Cutting RNs a false economy?
Study: Patients do better with more RNs
A study conducted by the Agency for Health Care Policy and Research in Rockville, MD, recently revealed information that could be useful to you if you are redesigning and restructuring your clinical work force.
Hospitals have been downsizing and downgrading nursing staff for years. Finding the appropriate staffing levels for registered nurses is one of the most contentious issues between hospital managers and their largest group of employees. Over the past five years, many hospitals have tried to save money by using less-skilled workers to perform routine tasks so nurses could supervise those workers and coordinate patient care. Some hospitals laid off RNs and substituted unlicensed caregivers.
Staffing ratios don’t match increased severity
RNs have complained they are unable to provide the quality of care their licenses demand and their patients expect. They also say the heightened severity of inpatient illness in the late 1990s bears no relation to the situation when staffing ratios were set. In response to those concerns, some hospitals have started to boost their staffing levels for RNs, but until this study, no scientific research has been conducted on the effect of such cost-cutting measures on patient outcomes. Now, federally funded researchers have isolated nursing care from other variables and drawn conclusions regarding quality of care as it relates to hospitals’ efforts to reduce costs by replacing RNs with less-skilled workers.
Christine Kovner, RN, PhD, associate professor in the division of nursing at New York University and lead author of the new study, says her study is "one piece of the puzzle." Much more research is needed on the number of RNs associated with levels of quality care, but she says, "the finding of a strong inverse relationship between registered nurse staffing and adverse patient events should be considered when developing strategies to reduce costs."
Surgical patients in hospitals with more RNs per patient are less likely to get infections, pneumonia, and other complications than those with fewer RNs per patient, her study finds.1 The research offers a statistical look at the ongoing debate over how many nurses of what skill levels a hospital needs and how much can be done by other health care workers.

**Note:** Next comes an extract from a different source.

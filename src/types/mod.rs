//! Type system

pub mod type_system;

pub use type_system::{Type, TypeList, WORD_SIZE};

Pneumonia, UTIs decrease in study
Kovner compared the number of hours worked by RNs at a hospital with the health of patients there, focusing on complications that are particularly sensitive to nursing care. The report stated that increasing RN time for half an hour per patient day corresponded to a 4.2% decrease in pneumonia, a 4.5% decrease in urinary tract infections, and a 2.6% decrease in thrombosis. An extra hour of nursing attention per surgical patient each day cut the risk the patient would get a urinary tract infection by nearly 10% and the risk of pneumonia by 8%. The chances of developing other lung-related problems and blood clots also dropped with extra nursing, although not as dramatically.
Earlier research — a 1997 study commissioned by the Washington, DC-based American Nurses Association (ANA) — found a clear relationship between nurse staffing levels and patient deaths, but the recent research looks at the overall quality of care. The authors focused on complications directly related to nursing care. Nurses are responsible for urinary catheter care, for instance, and sloppy or hurried work can lead to urinary tract infections. In addition, nurses can help prevent complications by getting patients out of bed and walking after surgery and monitoring them closely.
The study looked at data from almost 600 hospitals in 10 states — California, Colorado, Connecticut, Florida, Maryland, Massachusetts, New Jersey, New York, Pennsylvania, and Wisconsin — comparing the number of patients who developed certain complications with the number of nurses working in those hospitals. The authors controlled for several factors, including hospital size, ownership, region, and whether it was a teaching institution.
Nursing levels could explain a considerable part of the difference in complication rates, but not all of it, the analysis found. Indeed, the quality of the surgery itself and the size of other staffs at the hospital could also affect patient health.
The study naturally fomented disagreement among parties who are trying to accomplish different goals. Carol Bradley, RN, incoming president of the American Organization of Nurse Executives, says the study did not strongly link the avoidance of complications to RNs. Many different types of employees are involved in patient care besides nurses, she says. The ANA welcomes the research, however, and sees it as support for its campaign to boost nurse staffing levels in hospitals. ANA president Beverly Malone says the results came as no surprise. "Cutting costs by cutting the number of nurses at the bedside is a false economy today," she says.
Neither the American Hospital Association nor nursing organizations track the number of RNs who have been trimmed out of hospitals through cost cutting. And producing hard data that correlate RN care with patient outcomes is extremely difficult, nursing researchers say.
Nurses represent about one-quarter of a typical hospital’s work force and are the single largest labor cost. A hospital typically would have to increase its nurse staffing levels by 17% to add one extra hour of care for each surgical patient.
1. Kovner C, Gergen PJ. Nurse staffing levels and adverse events following surgery in U.S. hospitals. Image: J Nursing Scholarship 1998; 30:315-321.